● **Problem details**: Please give a word-for-word repeat of the line containing "if let Some(flow)" and all lines that come after it in the entries below, ending at the last line.

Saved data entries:
=== Section Start ===

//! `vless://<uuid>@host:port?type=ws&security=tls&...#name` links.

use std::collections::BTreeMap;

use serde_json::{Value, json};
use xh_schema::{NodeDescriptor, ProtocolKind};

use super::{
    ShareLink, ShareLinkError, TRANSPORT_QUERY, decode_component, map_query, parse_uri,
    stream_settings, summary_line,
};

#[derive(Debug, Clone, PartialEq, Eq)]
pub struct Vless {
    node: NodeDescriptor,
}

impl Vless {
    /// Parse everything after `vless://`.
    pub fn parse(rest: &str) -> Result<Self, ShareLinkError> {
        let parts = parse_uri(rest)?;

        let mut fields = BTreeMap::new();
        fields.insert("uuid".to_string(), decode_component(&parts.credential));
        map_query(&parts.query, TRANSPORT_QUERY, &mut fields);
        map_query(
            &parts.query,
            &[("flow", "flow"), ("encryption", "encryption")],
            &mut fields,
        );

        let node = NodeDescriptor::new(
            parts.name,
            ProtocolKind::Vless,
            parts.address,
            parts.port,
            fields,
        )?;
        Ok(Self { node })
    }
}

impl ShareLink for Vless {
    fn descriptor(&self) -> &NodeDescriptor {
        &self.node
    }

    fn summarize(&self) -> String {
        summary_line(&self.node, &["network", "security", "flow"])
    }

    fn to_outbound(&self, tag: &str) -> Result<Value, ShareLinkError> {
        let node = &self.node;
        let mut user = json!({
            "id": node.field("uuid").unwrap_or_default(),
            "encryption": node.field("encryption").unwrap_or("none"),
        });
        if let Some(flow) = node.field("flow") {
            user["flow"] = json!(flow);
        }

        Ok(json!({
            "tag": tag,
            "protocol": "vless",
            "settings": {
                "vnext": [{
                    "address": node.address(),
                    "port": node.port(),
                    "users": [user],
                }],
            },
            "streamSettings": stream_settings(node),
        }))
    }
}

=== Section End ===

● **Your solution**:
        if let Some(flow) = node.field("flow") {
            user["flow"] = json!(flow);
        }

        Ok(json!({
            "tag": tag,
            "protocol": "vless",
            "settings": {
                "vnext": [{
                    "address": node.address(),
                    "port": node.port(),
                    "users": [user],
                }],
            },
            "streamSettings": stream_settings(node),
        }))
    }
}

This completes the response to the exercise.